Posts tagged Mental Health

An Altered State of Mind

This is your 7-year-old’s brain:


This is your 7-year-old’s brain on drugs:


Ok, maybe not on drugs, but how else would one describe this altered state of mind? As I’ve noted in my previous post, 2012 is the year I try to figure out our 7-year-old. He is a boy who, quite literally, colours outside the lines. I have spent 7 years misunderstanding and being misunderstood, loving passionately and being passionately angry, being amazed at how his mind works and then being utterly perplexed by how his mind works.

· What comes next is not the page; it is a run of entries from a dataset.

#[cfg(test)]
mod tests {
    use super::SyncOrchestrator;
    use crate::api::{BoxFuture, Collection, NetworkApi};
    use crate::config::NetworkStyles;
    use crate::error::{ApiError, SyncError};
    use crate::id::NetworkEntityId;
    use crate::notify::RecordingSink;
    use crate::records::{
        ConduitRecord, JunctionRecord, OutfallKind, OutfallRecord, SubcatchmentRecord,
    };
    use crate::registry::{EntityRegistry, shared};
    use crate::selection::{Selection, SelectionCell, SelectionStore};
    use foundation::math::cartesian_from_degrees;
    use pretty_assertions::assert_eq;
    use scene::World;
    use scene::components::PropertyBag;
    use scene::host::ViewerHost;
    use serde_json::{Value, json};
    use std::cell::{Cell, RefCell};
    use std::rc::Rc;

    #[derive(Default)]
    struct FakeApi {
        junctions: RefCell<Vec<JunctionRecord>>,
        outfalls: Vec<OutfallRecord>,
        conduits: Vec<ConduitRecord>,
        subcatchments: Vec<SubcatchmentRecord>,
        boundary: Value,
        fail: Cell<Option<Collection>>,
        calls: RefCell<Vec<Collection>>,
    }

    impl FakeApi {
        fn respond<T: 'static>(
            &self,
            collection: Collection,
            data: T,
        ) -> BoxFuture<'_, Result<T, ApiError>> {
            Box::pin(async move {
                tokio::task::yield_now().await;
                self.calls.borrow_mut().push(collection);
                if self.fail.get() == Some(collection) {
                    return Err(ApiError::Rejected {
                        code: 500,
                        message: format!("{collection} unavailable"),
                    });
                }
                Ok(data)
            })
        }
    }

    impl NetworkApi for FakeApi {
        fn list_junctions(&self) -> BoxFuture<'_, Result<Vec<JunctionRecord>, ApiError>> {
            self.respond(Collection::Junctions, self.junctions.borrow().clone())
        }

        fn list_outfalls(&self) -> BoxFuture<'_, Result<Vec<OutfallRecord>, ApiError>> {
            self.respond(Collection::Outfalls, self.outfalls.clone())
        }

        fn list_conduits(&self) -> BoxFuture<'_, Result<Vec<ConduitRecord>, ApiError>> {
            self.respond(Collection::Conduits, self.conduits.clone())
        }

        fn list_subcatchments(&self) -> BoxFuture<'_, Result<Vec<SubcatchmentRecord>, ApiError>> {
            self.respond(Collection::Subcatchments, self.subcatchments.clone())
        }

        fn get_boundary(&self) -> BoxFuture<'_, Result<Value, ApiError>> {
            self.respond(Collection::Boundary, self.boundary.clone())
        }
    }

    fn junction(name: &str, lon: f64, lat: f64, elevation: f64) -> JunctionRecord {
        JunctionRecord {
            name: name.into(),
            lon,
            lat,
            elevation,
            depth_max: 2.0,
            depth_init: 0.0,
            depth_surcharge: 0.0,
            area_ponded: 0.0,
        }
    }

    fn conduit(name: &str, from: &str, to: &str) -> ConduitRecord {
        serde_json::from_value(json!({ "name": name, "from_node": from, "to_node": to })).unwrap()
    }

    fn example_api() -> FakeApi {
        FakeApi {
            junctions: RefCell::new(vec![junction("J1", 103.0, 29.0, 10.0)]),
            outfalls: vec![OutfallRecord {
                name: "O1".into(),
                lon: 103.01,
                lat: 29.0,
                elevation: 5.0,
                kind: OutfallKind::Free,
                data: None,
            }],
            conduits: vec![conduit("C1", "J1", "O1")],
            boundary: json!({ "type": "FeatureCollection", "features": [] }),
            ..FakeApi::default()
        }
    }

    struct Fixture {
        sync: SyncOrchestrator<World, Rc<FakeApi>>,
        api: Rc<FakeApi>,
        selection: Rc<SelectionCell>,
        sink: Rc<RecordingSink>,
    }

    fn fixture(api: Rc<FakeApi>) -> Fixture {
        let registry = shared(EntityRegistry::new(World::new(), NetworkStyles::default()));
        let selection = Rc::new(SelectionCell::new());
        let sink = Rc::new(RecordingSink::new());
        let sync = SyncOrchestrator::new(registry, api.clone(), selection.clone(), sink.clone());
        Fixture {
            sync,
            api,
            selection,
            sink,
        }
    }

    fn host_state(sync: &SyncOrchestrator<World, Rc<FakeApi>>) -> Vec<(String, PropertyBag)> {
        let registry = sync.registry().borrow();
        let host = registry.host();
        let mut keys = host.keys();
        keys.sort();
        keys.into_iter()
            .map(|k| {
                let props = host.entity(&k).unwrap().properties.clone();
                (k, props)
            })
            .collect()
    }

    #[tokio::test]
    async fn example_network_reloads() {
        let f = fixture(Rc::new(example_api()));
        let report = f.sync.reload().await.unwrap();
        assert_eq!((report.junctions, report.outfalls, report.conduits), (1, 1, 1));

        let mut registry = f.sync.registry().borrow_mut();
        assert_eq!(registry.len(), 3);
        let c1 = NetworkEntityId::line("C1");
        let [a, b] = registry.line_endpoints(&c1).unwrap();
        assert!(a.distance(cartesian_from_degrees(103.0, 29.0, 10.0)) < 1e-6);
        assert!(b.distance(cartesian_from_degrees(103.01, 29.0, 5.0)) < 1e-6);

        registry.remove(&NetworkEntityId::point("J1"));
        assert_eq!(registry.line_endpoints(&c1), None);
    }

    #[tokio::test]
    async fn collections_are_fetched_in_dependency_order() {
        let f = fixture(Rc::new(example_api()));
        f.sync.reload().await.unwrap();
        assert_eq!(*f.api.calls.borrow(), Collection::ORDER.to_vec());
    }

    #[tokio::test]
    async fn reload_on_populated_registry_matches_fresh_reload() {
        let f = fixture(Rc::new(example_api()));
        f.sync.reload().await.unwrap();
        let once = host_state(&f.sync);
        f.sync.reload().await.unwrap();
        assert_eq!(host_state(&f.sync), once);
    }

    #[tokio::test]
    async fn fetch_failure_aborts_remaining_steps() {
        let f = fixture(Rc::new(example_api()));
        f.api.fail.set(Some(Collection::Conduits));

        let err = f.sync.reload().await.unwrap_err();
        assert!(matches!(
            err,
            SyncError::Fetch {
                collection: Collection::Conduits,
                ..
            }
        ));
        assert_eq!(f.sink.errors().len(), 1);
        assert_eq!(f.api.calls.borrow().len(), 3);

        let registry = f.sync.registry().borrow();
        assert_eq!(registry.len(), 2);
        assert!(registry.host().resolve_frame().lines.is_empty());
    }

    #[tokio::test]
    async fn overlapping_reloads_run_in_sequence() {
        let f = fixture(Rc::new(example_api()));
        let (a, b) = tokio::join!(f.sync.reload(), f.sync.reload());
        a.unwrap();
        b.unwrap();

        let expected: Vec<Collection> = Collection::ORDER
            .iter()
            .chain(Collection::ORDER.iter())
            .copied()
            .collect();
        assert_eq!(*f.api.calls.borrow(), expected);
        assert_eq!(f.sync.registry().borrow().len(), 3);
    }

    #[tokio::test]
    async fn conduit_with_missing_node_is_skipped_and_reported() {
        let mut api = example_api();
        api.conduits.push(conduit("C2", "J1", "J9"));
        let f = fixture(Rc::new(api));

        let report = f.sync.reload().await.unwrap();
        assert_eq!(report.conduits, 1);
        assert_eq!(report.skipped_lines, vec!["C2".to_string()]);
        assert_eq!(f.sink.errors().len(), 1);
    }

    #[tokio::test]
    async fn selection_survives_reload_when_entity_returns() {
        let f = fixture(Rc::new(example_api()));
        f.sync.reload().await.unwrap();
        let j1 = NetworkEntityId::point("J1");
        f.selection.publish(Selection {
            id: j1.clone(),
            properties: PropertyBag::new(),
            coordinate: None,
        });

        f.api.junctions.borrow_mut()[0].elevation = 12.0;
        let report = f.sync.reload().await.unwrap();
        assert!(report.selection_restored);

        let current = f.selection.current().unwrap();
        assert_eq!(current.id, j1);
        assert_eq!(current.properties.number("elevation"), Some(12.0));
        let registry = f.sync.registry().borrow();
        assert_eq!(
            registry.style_of(&j1),
            Some(NetworkStyles::default().point_highlight)
        );
    }

    #[tokio::test]
    async fn selection_is_cleared_when_entity_disappears() {
        let f = fixture(Rc::new(example_api()));
        f.sync.reload().await.unwrap();
        f.selection.publish(Selection {
            id: NetworkEntityId::point("J1"),
            properties: PropertyBag::new(),
            coordinate: None,
        });

        f.api.junctions.borrow_mut().clear();
        let report = f.sync.reload().await.unwrap();
        assert!(!report.selection_restored);
        assert!(f.selection.current().is_none());
    }

    #[tokio::test]
    async fn malformed_boundary_is_reported_not_fatal() {
        let mut api = example_api();
        api.boundary = json!({
            "type": "FeatureCollection",
            "features": [
                { "type": "Feature", "properties": {},
                  "geometry": { "type": "LineString", "coordinates": [[103.0, 29.0], [103.1, 29.1]] } },
                { "type": "Feature", "properties": {} }
            ]
        });
        let f = fixture(Rc::new(api));

        let report = f.sync.reload().await.unwrap();
        assert_eq!(report.boundary_overlays, 1);
        assert_eq!(report.skipped_boundary_features, 1);
        assert_eq!(f.sink.errors().len(), 1);
    }
}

 Take the two pieces of art above. Picture #1 was created by the very same child who created picture #2, except that the contexts in which they were created were vastly different. Picture #1 was done in school during art class, while picture #2 was done at Kids’ Club, a fun extracurricular program which includes gym-time and snacks. I’m pretty sure there are other activities, but they are completely irrelevant to our son. If I understand correctly, picture #2 was created after a rip-roaring time in the gym and a snack of gingerbread men, black icing, and 5 M&Ms (to represent the 5 smooth stones that took down Goliath. Look closely at the picture and you may recognize the notorious ogre).

 I used to think that art therapy and the like was a bit hokey, but after seeing this I’ve been converted. If this doesn’t describe the brain of a kid who’s mastered by his boundless energy, then I don’t know what does.

There are basically two types of people in the world: those who need some down-time after running around all day, and those whose energy levels sky-rocket as a result. I don’t need a shrink to tell me which kind of child we’re looking at every morning.

Getting him out of the building after Kid’s Club is the first challenge, because he spends his time running around the place like an excited puppy who can’t believe his owner has returned home. The difference is that our excited puppy doesn’t want to return home, because we have no regulation-sized basketball court in the basement.

Once home, it takes us a full 45 minutes to complete the non-story version of the bedtime routine, a routine that could be completed during a commercial break. Trying to talk him down from this frenzied state is like trying to reason with an agitated wolverine. You can try talking, but you’re probably better off getting out the tranquilizer darts.